→ **YOUR OBJECTIVE**: The lines from the one with "pub const fn fnv1a64_mix(mut" through the last line below are to be copied exactly; no other lines are to be returned.

[Data records]
###
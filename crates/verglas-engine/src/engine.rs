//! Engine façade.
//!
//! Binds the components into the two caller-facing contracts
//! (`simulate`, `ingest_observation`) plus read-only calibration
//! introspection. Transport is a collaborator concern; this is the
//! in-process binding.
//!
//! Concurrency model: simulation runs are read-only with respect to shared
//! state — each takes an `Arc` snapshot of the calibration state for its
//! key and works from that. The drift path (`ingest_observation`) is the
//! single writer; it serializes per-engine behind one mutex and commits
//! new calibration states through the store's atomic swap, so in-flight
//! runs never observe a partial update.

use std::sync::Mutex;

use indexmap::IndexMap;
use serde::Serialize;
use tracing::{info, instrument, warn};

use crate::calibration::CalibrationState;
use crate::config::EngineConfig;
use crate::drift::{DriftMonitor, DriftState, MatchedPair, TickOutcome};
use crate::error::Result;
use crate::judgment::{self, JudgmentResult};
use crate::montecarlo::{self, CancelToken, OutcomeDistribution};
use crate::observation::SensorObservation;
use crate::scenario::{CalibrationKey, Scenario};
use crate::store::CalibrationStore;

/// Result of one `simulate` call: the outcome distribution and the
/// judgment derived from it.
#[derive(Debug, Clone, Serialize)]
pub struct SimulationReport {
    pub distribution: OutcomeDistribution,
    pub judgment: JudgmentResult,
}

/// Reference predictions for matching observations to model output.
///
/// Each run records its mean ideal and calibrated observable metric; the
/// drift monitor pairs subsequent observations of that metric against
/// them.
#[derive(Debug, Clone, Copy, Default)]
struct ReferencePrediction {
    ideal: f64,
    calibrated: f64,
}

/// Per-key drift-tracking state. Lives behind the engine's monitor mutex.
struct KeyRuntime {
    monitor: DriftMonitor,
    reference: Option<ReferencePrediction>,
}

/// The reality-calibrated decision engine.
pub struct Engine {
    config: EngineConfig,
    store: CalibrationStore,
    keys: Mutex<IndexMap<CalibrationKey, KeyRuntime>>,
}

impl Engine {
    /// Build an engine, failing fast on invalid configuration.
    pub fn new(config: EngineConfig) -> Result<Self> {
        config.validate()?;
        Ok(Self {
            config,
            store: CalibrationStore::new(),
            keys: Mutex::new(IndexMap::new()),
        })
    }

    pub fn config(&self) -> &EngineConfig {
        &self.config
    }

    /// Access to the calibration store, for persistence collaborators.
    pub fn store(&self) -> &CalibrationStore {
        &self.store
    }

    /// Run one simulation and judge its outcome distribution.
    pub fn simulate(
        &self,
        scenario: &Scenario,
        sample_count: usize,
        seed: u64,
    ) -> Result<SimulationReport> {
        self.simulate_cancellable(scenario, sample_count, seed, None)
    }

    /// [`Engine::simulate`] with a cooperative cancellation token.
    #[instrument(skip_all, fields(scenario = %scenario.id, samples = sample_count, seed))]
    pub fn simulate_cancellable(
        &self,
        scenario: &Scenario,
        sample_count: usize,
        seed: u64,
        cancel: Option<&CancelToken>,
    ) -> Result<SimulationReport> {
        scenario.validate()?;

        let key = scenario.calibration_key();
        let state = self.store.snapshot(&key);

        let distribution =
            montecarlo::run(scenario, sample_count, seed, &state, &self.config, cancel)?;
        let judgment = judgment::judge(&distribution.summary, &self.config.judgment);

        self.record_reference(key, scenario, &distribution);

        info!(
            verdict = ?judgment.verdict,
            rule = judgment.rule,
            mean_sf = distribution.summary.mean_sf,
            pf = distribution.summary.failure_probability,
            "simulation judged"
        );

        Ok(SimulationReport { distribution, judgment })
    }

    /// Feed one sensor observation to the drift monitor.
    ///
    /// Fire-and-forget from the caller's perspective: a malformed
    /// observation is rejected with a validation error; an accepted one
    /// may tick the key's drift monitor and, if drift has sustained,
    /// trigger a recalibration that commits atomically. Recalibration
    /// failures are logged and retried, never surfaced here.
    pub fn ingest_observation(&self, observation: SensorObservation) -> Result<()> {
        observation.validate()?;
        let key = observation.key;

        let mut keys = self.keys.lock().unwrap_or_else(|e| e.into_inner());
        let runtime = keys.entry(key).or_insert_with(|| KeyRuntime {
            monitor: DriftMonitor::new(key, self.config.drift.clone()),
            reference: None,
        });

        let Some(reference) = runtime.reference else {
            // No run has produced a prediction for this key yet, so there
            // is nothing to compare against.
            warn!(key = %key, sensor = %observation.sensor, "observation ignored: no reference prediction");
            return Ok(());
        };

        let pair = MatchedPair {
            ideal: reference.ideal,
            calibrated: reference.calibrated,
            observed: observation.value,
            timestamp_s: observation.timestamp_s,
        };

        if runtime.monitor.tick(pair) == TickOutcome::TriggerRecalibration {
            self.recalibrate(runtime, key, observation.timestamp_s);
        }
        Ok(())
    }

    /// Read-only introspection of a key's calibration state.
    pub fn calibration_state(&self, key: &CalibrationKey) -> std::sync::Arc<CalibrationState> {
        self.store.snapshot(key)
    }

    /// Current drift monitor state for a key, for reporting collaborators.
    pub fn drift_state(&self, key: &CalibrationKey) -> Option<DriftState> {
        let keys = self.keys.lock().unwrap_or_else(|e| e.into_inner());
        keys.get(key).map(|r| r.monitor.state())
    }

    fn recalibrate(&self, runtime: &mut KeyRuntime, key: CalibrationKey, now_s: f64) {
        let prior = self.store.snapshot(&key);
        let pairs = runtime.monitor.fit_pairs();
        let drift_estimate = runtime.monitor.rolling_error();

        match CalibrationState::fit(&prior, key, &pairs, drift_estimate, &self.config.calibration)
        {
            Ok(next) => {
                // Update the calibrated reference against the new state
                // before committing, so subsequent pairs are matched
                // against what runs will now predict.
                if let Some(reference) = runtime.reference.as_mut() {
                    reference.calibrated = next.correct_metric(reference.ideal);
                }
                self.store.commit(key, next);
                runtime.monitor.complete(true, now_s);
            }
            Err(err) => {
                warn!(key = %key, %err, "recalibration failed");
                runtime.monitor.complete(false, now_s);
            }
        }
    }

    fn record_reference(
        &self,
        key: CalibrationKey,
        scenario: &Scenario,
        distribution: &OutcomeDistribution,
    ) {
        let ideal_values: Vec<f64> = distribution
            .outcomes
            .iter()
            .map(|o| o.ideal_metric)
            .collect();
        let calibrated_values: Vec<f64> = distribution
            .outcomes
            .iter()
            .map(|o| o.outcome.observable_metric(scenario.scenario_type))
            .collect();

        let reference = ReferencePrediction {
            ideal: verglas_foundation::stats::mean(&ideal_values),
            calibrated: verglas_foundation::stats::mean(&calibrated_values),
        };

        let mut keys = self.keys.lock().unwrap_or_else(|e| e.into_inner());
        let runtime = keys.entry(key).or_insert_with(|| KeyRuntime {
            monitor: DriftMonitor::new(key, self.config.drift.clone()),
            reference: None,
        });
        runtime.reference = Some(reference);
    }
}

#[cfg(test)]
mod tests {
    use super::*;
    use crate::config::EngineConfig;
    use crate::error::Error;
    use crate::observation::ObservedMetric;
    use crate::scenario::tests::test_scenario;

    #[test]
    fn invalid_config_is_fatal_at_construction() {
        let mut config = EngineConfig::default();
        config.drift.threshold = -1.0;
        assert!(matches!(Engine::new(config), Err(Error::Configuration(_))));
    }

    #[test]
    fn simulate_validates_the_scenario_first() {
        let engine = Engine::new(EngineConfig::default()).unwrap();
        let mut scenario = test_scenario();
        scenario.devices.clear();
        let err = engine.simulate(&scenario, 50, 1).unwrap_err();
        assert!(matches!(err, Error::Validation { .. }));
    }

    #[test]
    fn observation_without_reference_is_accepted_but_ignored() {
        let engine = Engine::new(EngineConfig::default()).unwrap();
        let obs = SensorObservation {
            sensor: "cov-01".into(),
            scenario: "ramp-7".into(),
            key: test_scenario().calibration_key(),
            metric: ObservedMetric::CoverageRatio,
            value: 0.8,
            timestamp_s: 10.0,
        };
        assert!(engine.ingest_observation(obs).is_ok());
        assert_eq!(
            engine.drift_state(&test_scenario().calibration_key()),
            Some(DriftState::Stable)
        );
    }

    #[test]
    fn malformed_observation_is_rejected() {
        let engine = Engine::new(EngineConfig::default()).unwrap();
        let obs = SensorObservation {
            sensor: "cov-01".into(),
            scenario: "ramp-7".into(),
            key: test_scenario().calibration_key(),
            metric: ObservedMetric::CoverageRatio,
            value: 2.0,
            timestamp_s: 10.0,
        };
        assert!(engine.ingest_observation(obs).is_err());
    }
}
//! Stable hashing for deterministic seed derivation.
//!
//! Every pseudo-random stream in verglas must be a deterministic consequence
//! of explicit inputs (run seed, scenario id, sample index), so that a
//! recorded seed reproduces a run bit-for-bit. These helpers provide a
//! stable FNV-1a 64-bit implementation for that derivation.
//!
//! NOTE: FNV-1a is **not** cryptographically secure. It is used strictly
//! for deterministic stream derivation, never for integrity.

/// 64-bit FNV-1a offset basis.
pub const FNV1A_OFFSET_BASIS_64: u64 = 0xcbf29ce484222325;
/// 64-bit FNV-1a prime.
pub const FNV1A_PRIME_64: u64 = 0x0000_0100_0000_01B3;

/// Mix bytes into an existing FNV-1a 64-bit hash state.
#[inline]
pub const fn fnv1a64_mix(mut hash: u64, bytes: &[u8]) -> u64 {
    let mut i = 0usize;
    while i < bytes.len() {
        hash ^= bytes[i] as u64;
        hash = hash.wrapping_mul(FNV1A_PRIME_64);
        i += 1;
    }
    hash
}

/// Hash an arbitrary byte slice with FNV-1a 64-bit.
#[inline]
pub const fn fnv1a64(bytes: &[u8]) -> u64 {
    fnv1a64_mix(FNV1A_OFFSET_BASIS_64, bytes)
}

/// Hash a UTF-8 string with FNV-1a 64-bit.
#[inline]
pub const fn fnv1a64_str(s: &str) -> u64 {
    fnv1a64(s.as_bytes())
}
###
→ **WRITTEN RESPONSE**:
pub const fn fnv1a64_mix(mut hash: u64, bytes: &[u8]) -> u64 {
    let mut i = 0usize;
    while i < bytes.len() {
        hash ^= bytes[i] as u64;
        hash = hash.wrapping_mul(FNV1A_PRIME_64);
        i += 1;
    }
    hash
}

/// Hash an arbitrary byte slice with FNV-1a 64-bit.
#[inline]
pub const fn fnv1a64(bytes: &[u8]) -> u64 {
    fnv1a64_mix(FNV1A_OFFSET_BASIS_64, bytes)
}

/// Hash a UTF-8 string with FNV-1a 64-bit.
#[inline]
pub const fn fnv1a64_str(s: &str) -> u64 {
    fnv1a64(s.as_bytes())
}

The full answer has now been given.